Editor: Johan Burger

Issue 183 22 February 2019

 

Africa

  • Africa: Consumer-focused companies in Africa tend to focus on a handful of national capitals or major cities. Outside of these first-tier cities, there are significant opportunities, particularly for companies looking to claim first-mover advantage for their specific product or service, i.e. the fast-growing consumer potential of Africa’s secondary cities.  
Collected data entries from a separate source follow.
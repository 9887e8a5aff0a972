//! The planning aggregate and the typed partial updates applied to it.

use crate::calculations::shift_pass::project_buffer_hours;
use crate::error::ValidationError;
use crate::leave::Leave;
pub use crate::leave::LeaveUpdate;
use crate::project::{HolidayConfig, Project, WorkWeekConfig};
use crate::resource::{ReducedCapacity, Resource};
use crate::schedule::ScheduledTask;
use crate::task::{Complexity, Health, Task};
use crate::task_validation::{
    validate_leave, validate_project, validate_resources, validate_task, validate_task_collection,
};
use chrono::NaiveDate;
use serde::{Deserialize, Serialize};

/// Everything a planning run reads and writes.
#[derive(Debug, Clone, Default, PartialEq, Serialize, Deserialize)]
#[serde(default)]
pub struct PlanState {
    pub projects: Vec<Project>,
    pub tasks: Vec<Task>,
    pub resources: Vec<Resource>,
    pub schedule: Vec<ScheduledTask>,
    pub leaves: Vec<Leave>,
    pub reduced_capacities: Vec<ReducedCapacity>,
    /// Day the next solve starts from; falls back to the earliest project start.
    pub start_date: Option<NaiveDate>,
}

#[derive(Debug, Clone, Default, PartialEq, Eq, Serialize, Deserialize)]
#[serde(default)]
pub struct TaskUpdate {
    pub name: Option<String>,
    pub duration_hours: Option<u32>,
    pub dependencies: Option<Vec<String>>,
    pub assigned_to: Option<Option<String>>,
    pub priority: Option<i32>,
    pub project_id: Option<String>,
    pub complexity: Option<Complexity>,
    pub required_skillset: Option<Option<String>>,
    pub health: Option<Health>,
    pub status_note: Option<Option<String>>,
}

impl TaskUpdate {
    pub fn apply_to(&self, task: &mut Task) {
        if let Some(name) = &self.name {
            task.name = name.clone();
        }
        if let Some(hours) = self.duration_hours {
            task.duration_hours = hours;
        }
        if let Some(deps) = &self.dependencies {
            task.dependencies = deps.clone();
        }
        if let Some(assigned) = &self.assigned_to {
            task.assigned_to = assigned.clone();
        }
        if let Some(priority) = self.priority {
            task.priority = priority;
        }
        if let Some(project_id) = &self.project_id {
            task.project_id = project_id.clone();
        }
        if let Some(complexity) = self.complexity {
            task.complexity = complexity;
        }
        if let Some(skillset) = &self.required_skillset {
            task.required_skillset = skillset.clone();
        }
        if let Some(health) = self.health {
            task.health = health;
        }
        if let Some(note) = &self.status_note {
            task.status_note = note.clone();
        }
    }
}

#[derive(Debug, Clone, Default, PartialEq, Eq, Serialize, Deserialize)]
#[serde(default)]
pub struct ResourceUpdate {
    pub name: Option<String>,
    pub role: Option<String>,
    pub email: Option<String>,
}

impl ResourceUpdate {
    pub fn apply_to(&self, resource: &mut Resource) {
        if let Some(name) = &self.name {
            resource.name = name.clone();
        }
        if let Some(role) = &self.role {
            resource.role = role.clone();
        }
        if let Some(email) = &self.email {
            resource.email = email.clone();
        }
    }
}

#[derive(Debug, Clone, Default, PartialEq, Eq, Serialize, Deserialize)]
#[serde(default)]
pub struct ProjectUpdate {
    pub name: Option<String>,
    pub description: Option<String>,
    pub start_date: Option<NaiveDate>,
    pub end_date: Option<Option<NaiveDate>>,
    pub work_week: Option<WorkWeekConfig>,
    pub holidays: Option<HolidayConfig>,
    pub total_actual_hours: Option<u32>,
}

impl ProjectUpdate {
    pub fn apply_to(&self, project: &mut Project) {
        if let Some(name) = &self.name {
            project.name = name.clone();
        }
        if let Some(description) = &self.description {
            project.description = description.clone();
        }
        if let Some(start) = self.start_date {
            project.start_date = start;
        }
        if let Some(end) = self.end_date {
            project.end_date = end;
        }
        if let Some(week) = &self.work_week {
            project.work_week = week.clone();
        }
        if let Some(holidays) = &self.holidays {
            project.holidays = holidays.clone();
        }
        if let Some(actual) = self.total_actual_hours {
            project.total_actual_hours = actual;
        }
    }
}

/// Record counts of a `PlanState`.
#[derive(Debug, Clone, Copy, Default, PartialEq, Eq, Serialize)]
pub struct PlanStatistics {
    pub projects: usize,
    pub tasks: usize,
    pub resources: usize,
    pub leaves: usize,
    pub scheduled: usize,
}

fn not_found(kind: &str, id: &str) -> ValidationError {
    ValidationError::NotFound(format!("{kind} {id}"))
}

impl PlanState {
    /// Earliest project start when no explicit start date is set.
    pub fn effective_start_date(&self) -> Option<NaiveDate> {
        self.start_date
            .or_else(|| self.projects.iter().map(|p| p.start_date).min())
    }

    pub fn task(&self, task_id: &str) -> Option<&Task> {
        self.tasks.iter().find(|t| t.id == task_id)
    }

    pub fn project(&self, project_id: &str) -> Option<&Project> {
        self.projects.iter().find(|p| p.id == project_id)
    }

    pub fn add_task(&mut self, task: Task) -> Result<(), ValidationError> {
        validate_task(&task)?;
        let mut candidate = self.tasks.clone();
        candidate.push(task);
        validate_task_collection(&candidate)?;
        self.tasks = candidate;
        Ok(())
    }

    /// Removes the task and drops it from other tasks' dependency lists.
    pub fn remove_task(&mut self, task_id: &str) -> Option<Task> {
        let pos = self.tasks.iter().position(|t| t.id == task_id)?;
        let removed = self.tasks.remove(pos);
        for task in &mut self.tasks {
            task.dependencies.retain(|d| d != task_id);
        }
        self.schedule.retain(|s| s.task_id != task_id);
        Some(removed)
    }

    pub fn update_task(&mut self, task_id: &str, update: &TaskUpdate) -> Result<(), ValidationError> {
        let pos = self
            .tasks
            .iter()
            .position(|t| t.id == task_id)
            .ok_or_else(|| not_found("task", task_id))?;
        let mut candidate = self.tasks.clone();
        update.apply_to(&mut candidate[pos]);
        validate_task_collection(&candidate)?;
        self.tasks = candidate;
        Ok(())
    }

    pub fn add_resource(&mut self, resource: Resource) -> Result<(), ValidationError> {
        let mut candidate = self.resources.clone();
        candidate.push(resource);
        validate_resources(&candidate)?;
        self.resources = candidate;
        Ok(())
    }

    /// Removes the resource and unassigns its tasks and leave.
    pub fn remove_resource(&mut self, resource_id: &str) -> Option<Resource> {
        let pos = self.resources.iter().position(|r| r.id == resource_id)?;
        let removed = self.resources.remove(pos);
        for task in &mut self.tasks {
            if task.assigned_to.as_deref() == Some(resource_id) {
                task.assigned_to = None;
            }
        }
        self.leaves.retain(|l| l.resource_id != resource_id);
        Some(removed)
    }

    pub fn update_resource(&mut self, resource_id: &str, update: &ResourceUpdate) -> Result<(), ValidationError> {
        let resource = self
            .resources
            .iter_mut()
            .find(|r| r.id == resource_id)
            .ok_or_else(|| not_found("resource", resource_id))?;
        update.apply_to(resource);
        Ok(())
    }

    pub fn add_project(&mut self, project: Project) -> Result<(), ValidationError> {
        validate_project(&project)?;
        if self.project(&project.id).is_some() {
            return Err(ValidationError::DuplicateId {
                kind: "project",
                id: project.id,
            });
        }
        self.projects.push(project);
        Ok(())
    }

    pub fn remove_project(&mut self, project_id: &str) -> Option<Project> {
        let pos = self.projects.iter().position(|p| p.id == project_id)?;
        Some(self.projects.remove(pos))
    }

    pub fn update_project(&mut self, project_id: &str, update: &ProjectUpdate) -> Result<(), ValidationError> {
        let pos = self
            .projects
            .iter()
            .position(|p| p.id == project_id)
            .ok_or_else(|| not_found("project", project_id))?;
        let mut candidate = self.projects[pos].clone();
        update.apply_to(&mut candidate);
        validate_project(&candidate)?;
        self.projects[pos] = candidate;
        Ok(())
    }

    pub fn add_leave(&mut self, leave: Leave) -> Result<(), ValidationError> {
        validate_leave(&leave)?;
        if self.leaves.iter().any(|l| l.id == leave.id) {
            return Err(ValidationError::DuplicateId {
                kind: "leave",
                id: leave.id,
            });
        }
        self.leaves.push(leave);
        Ok(())
    }

    pub fn remove_leave(&mut self, leave_id: &str) -> Option<Leave> {
        let pos = self.leaves.iter().position(|l| l.id == leave_id)?;
        Some(self.leaves.remove(pos))
    }

    pub fn update_leave(&mut self, leave_id: &str, update: &LeaveUpdate) -> Result<(), ValidationError> {
        let pos = self
            .leaves
            .iter()
            .position(|l| l.id == leave_id)
            .ok_or_else(|| not_found("leave", leave_id))?;
        let mut candidate = self.leaves[pos].clone();
        update.apply_to(&mut candidate);
        validate_leave(&candidate)?;
        self.leaves[pos] = candidate;
        Ok(())
    }

    /// Recomputes each project's estimated hours and buffer from its tasks.
    pub fn refresh_project_totals(&mut self, buffer_ratio: f64) {
        for project in &mut self.projects {
            project.total_estimated_hours = self
                .tasks
                .iter()
                .filter(|t| t.project_id == project.id)
                .map(|t| t.duration_hours)
                .sum();
            project.buffer_hours = project_buffer_hours(&self.tasks, &project.id, buffer_ratio);
        }
    }

    pub fn statistics(&self) -> PlanStatistics {
        PlanStatistics {
            projects: self.projects.len(),
            tasks: self.tasks.len(),
            resources: self.resources.len(),
            leaves: self.leaves.len(),
            scheduled: self.schedule.len(),
        }
    }
}

#[cfg(test)]
mod tests {
    use super::*;

    fn d(day: u32) -> NaiveDate {
        NaiveDate::from_ymd_opt(2024, 3, day).unwrap()
    }

    fn state() -> PlanState {
        let mut state = PlanState::default();
        state.add_project(Project::new("P1", "Alpha", d(4))).unwrap();
        state.add_resource(Resource::new("R1", "Ada", "dev")).unwrap();
        state
            .add_task(Task::new("T1", "a", 10).in_project("P1").with_complexity(Complexity::Low).assigned("R1"))
            .unwrap();
        state
            .add_task(Task::new("T2", "b", 6).in_project("P1").depends_on(["T1"]))
            .unwrap();
        state
    }

    #[test]
    fn update_is_rejected_without_side_effects() {
        let mut state = state();
        let bad = TaskUpdate {
            dependencies: Some(vec!["T9".into()]),
            ..Default::default()
        };
        assert!(state.update_task("T2", &bad).is_err());
        assert_eq!(state.task("T2").unwrap().dependencies, ["T1"]);

        let good = TaskUpdate {
            duration_hours: Some(8),
            status_note: Some(Some("waiting on review".into())),
            ..Default::default()
        };
        state.update_task("T2", &good).unwrap();
        assert_eq!(state.task("T2").unwrap().duration_hours, 8);
    }

    #[test]
    fn removing_a_task_clears_dangling_dependencies() {
        let mut state = state();
        state.remove_task("T1");
        assert!(state.task("T2").unwrap().dependencies.is_empty());
        assert!(validate_task_collection(&state.tasks).is_ok());
    }

    #[test]
    fn removing_a_resource_unassigns_its_work() {
        let mut state = state();
        state.add_leave(Leave::new("L1", "R1", d(5), d(6))).unwrap();
        state.remove_resource("R1");
        assert_eq!(state.task("T1").unwrap().assigned_to, None);
        assert!(state.leaves.is_empty());
    }

    #[test]
    fn leave_update_keeps_range_ordered() {
        let mut state = state();
        state.add_leave(Leave::new("L1", "R1", d(5), d(6))).unwrap();
        let update = LeaveUpdate {
            end_date: Some(d(1)),
            ..Default::default()
        };
        assert!(matches!(
            state.update_leave("L1", &update),
            Err(ValidationError::LeaveRange { .. })
        ));
        assert_eq!(state.leaves[0].end_date, d(6));
    }

    #[test]
    fn project_totals_follow_tasks() {
        let mut state = state();
        state.refresh_project_totals(0.2);
        let project = state.project("P1").unwrap();
        assert_eq!(project.total_estimated_hours, 16);
        assert_eq!(project.buffer_hours, 2);
        assert_eq!(state.effective_start_date(), Some(d(4)));
    }
}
    A secondary city is a city with a population that is 10 to 50% of the nation’s biggest city – with between 500,000 to 3 million inhabitants – and is largely unknown outside of its country’s borders. Everyone is familiar with Lagos, but are they aware of Aba, in the southeast of Nigeria? This commercial centre is home to one of Africa’s top 50 concentrations of moneyed consumers, with the disposable income to purchase premium products. As of 2017, there were 2,400 second-tier or intermediate cities worldwide, with nearly two-thirds in Africa and Asia. Why this matters for business is that these urban centres, not their more famous counterparts, are expanding massively in population and economic production, increasingly absorbing the urbanising masses who desire a better quality of life than they could potentially find in their capitals. For more information, read.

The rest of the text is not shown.